*PROBLEM REQUIREMENTS*
Among the lines below, take the one holding "#[derive(Debug, Clone, Copy, PartialEq, Serialize, Deserialize)]", the one holding "pub fn from_path(path: impl", and all lines between them. Set them down exactly.

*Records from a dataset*
*** Block opens ***

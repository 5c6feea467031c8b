//! Data-driven game balance
//!
//! Every gameplay constant the simulation reads lives in [`Tuning`]. The
//! defaults reproduce the classic feel; a JSON override may replace any subset.

use serde::{Deserialize, Serialize};

use crate::consts::*;
use crate::error::{ConfigError, ConfigResult};

/// Gameplay constants, all in canvas pixels and pixels per tick
#[derive(Debug, Clone, Copy, PartialEq, Serialize, Deserialize)]
#[serde(default)]
pub struct Tuning {
    pub paddle_width: f32,
    pub paddle_height: f32,
    /// Gap between each paddle and its side wall
    pub paddle_margin: f32,
    pub player_speed: f32,
    pub ball_size: f32,
    /// Horizontal serve speed (sign chosen at random on every serve)
    pub serve_speed: f32,
    /// Serve vertical speed is uniform in `[-serve_spin / 2, serve_spin / 2)`
    pub serve_spin: f32,
    /// Vertical speed after a hit at the paddle tip
    pub paddle_spin: f32,
    pub win_score: u32,
}

impl Default for Tuning {
    fn default() -> Self {
        Self {
            paddle_width: PADDLE_WIDTH,
            paddle_height: PADDLE_HEIGHT,
            paddle_margin: PADDLE_MARGIN,
            player_speed: PLAYER_SPEED,
            ball_size: BALL_SIZE,
            serve_speed: BALL_SERVE_SPEED,
            serve_spin: BALL_SERVE_SPIN,
            paddle_spin: PADDLE_SPIN,
            win_score: WIN_SCORE,
        }
    }
}

impl Tuning {
    /// Parse a (possibly partial) JSON override; missing fields keep defaults.
    pub fn from_json(json: &str) -> ConfigResult<Self> {
        let tuning: Tuning = serde_json::from_str(json)?;
        tuning.validate()?;
        Ok(tuning)
    }

    /// Read an override file (native hosts)
    #[cfg(not(target_arch = "wasm32"))]
    pub fn from_path(path: impl AsRef<std::path::Path>) -> ConfigResult<Self> {
        let json = std::fs::read_to_string(path)?;
        Self::from_json(&json)
    }

    /// Use `loaded` if it parsed and fits the court, otherwise the defaults
    pub fn or_default(loaded: ConfigResult<Self>, width: f32, height: f32) -> Self {
        match loaded.and_then(|tuning| tuning.check_court(width, height).map(|_| tuning)) {
            Ok(tuning) => {
                log::info!("Using tuning override: win score {}", tuning.win_score);
                tuning
            }
            Err(e) => {
                log::warn!("Ignoring tuning override: {}", e);
                Self::default()
            }
        }
    }

    /// LocalStorage key for an optional override
    #[allow(dead_code)]
    const STORAGE_KEY: &'static str = "retro_pong_tuning";

    /// Load an override from LocalStorage, falling back to defaults (WASM only)
    #[cfg(target_arch = "wasm32")]
    pub fn load(width: f32, height: f32) -> Self {
        let stored = web_sys::window()
            .and_then(|w| w.local_storage().ok())
            .flatten()
            .and_then(|storage| storage.get_item(Self::STORAGE_KEY).ok().flatten());

        match stored {
            Some(json) => Self::or_default(Self::from_json(&json), width, height),
            None => Self::default(),
        }
    }

    /// Reject values that would break the simulation invariants.
    ///
    /// A zero serve speed would park the ball, so it is rejected with the
    /// other sizes and speeds.
    pub fn validate(&self) -> ConfigResult<()> {
        let positive = [
            ("paddle_width", self.paddle_width),
            ("paddle_height", self.paddle_height),
            ("player_speed", self.player_speed),
            ("ball_size", self.ball_size),
            ("serve_speed", self.serve_speed),
        ];
        for (field, value) in positive {
            // NaN fails this comparison too
            if !(value > 0.0) {
                return Err(ConfigError::NotPositive { field, value });
            }
        }
        if self.win_score == 0 {
            return Err(ConfigError::ZeroWinScore);
        }
        Ok(())
    }

    /// Check that this tuning leaves room for play on a court of the given size.
    pub fn check_court(&self, width: f32, height: f32) -> ConfigResult<()> {
        if self.paddle_height > height {
            return Err(ConfigError::PaddleTooTall {
                paddle_height: self.paddle_height,
                court_height: height,
            });
        }
        let occupied = 2.0 * (self.paddle_margin + self.paddle_width) + self.ball_size;
        if occupied >= width {
            return Err(ConfigError::CourtTooNarrow { width, height });
        }
        Ok(())
    }
}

*** Block closes ***

*ANSWER BOX*
#[derive(Debug, Clone, Copy, PartialEq, Serialize, Deserialize)]
#[serde(default)]
pub struct Tuning {
    pub paddle_width: f32,
    pub paddle_height: f32,
    /// Gap between each paddle and its side wall
    pub paddle_margin: f32,
    pub player_speed: f32,
    pub ball_size: f32,
    /// Horizontal serve speed (sign chosen at random on every serve)
    pub serve_speed: f32,
    /// Serve vertical speed is uniform in `[-serve_spin / 2, serve_spin / 2)`
    pub serve_spin: f32,
    /// Vertical speed after a hit at the paddle tip
    pub paddle_spin: f32,
    pub win_score: u32,
}

impl Default for Tuning {
    fn default() -> Self {
        Self {
            paddle_width: PADDLE_WIDTH,
            paddle_height: PADDLE_HEIGHT,
            paddle_margin: PADDLE_MARGIN,
            player_speed: PLAYER_SPEED,
            ball_size: BALL_SIZE,
            serve_speed: BALL_SERVE_SPEED,
            serve_spin: BALL_SERVE_SPIN,
            paddle_spin: PADDLE_SPIN,
            win_score: WIN_SCORE,
        }
    }
}

impl Tuning {
    /// Parse a (possibly partial) JSON override; missing fields keep defaults.
    pub fn from_json(json: &str) -> ConfigResult<Self> {
        let tuning: Tuning = serde_json::from_str(json)?;
        tuning.validate()?;
        Ok(tuning)
    }

    /// Read an override file (native hosts)
    #[cfg(not(target_arch = "wasm32"))]
    pub fn from_path(path: impl AsRef<std::path::Path>) -> ConfigResult<Self> {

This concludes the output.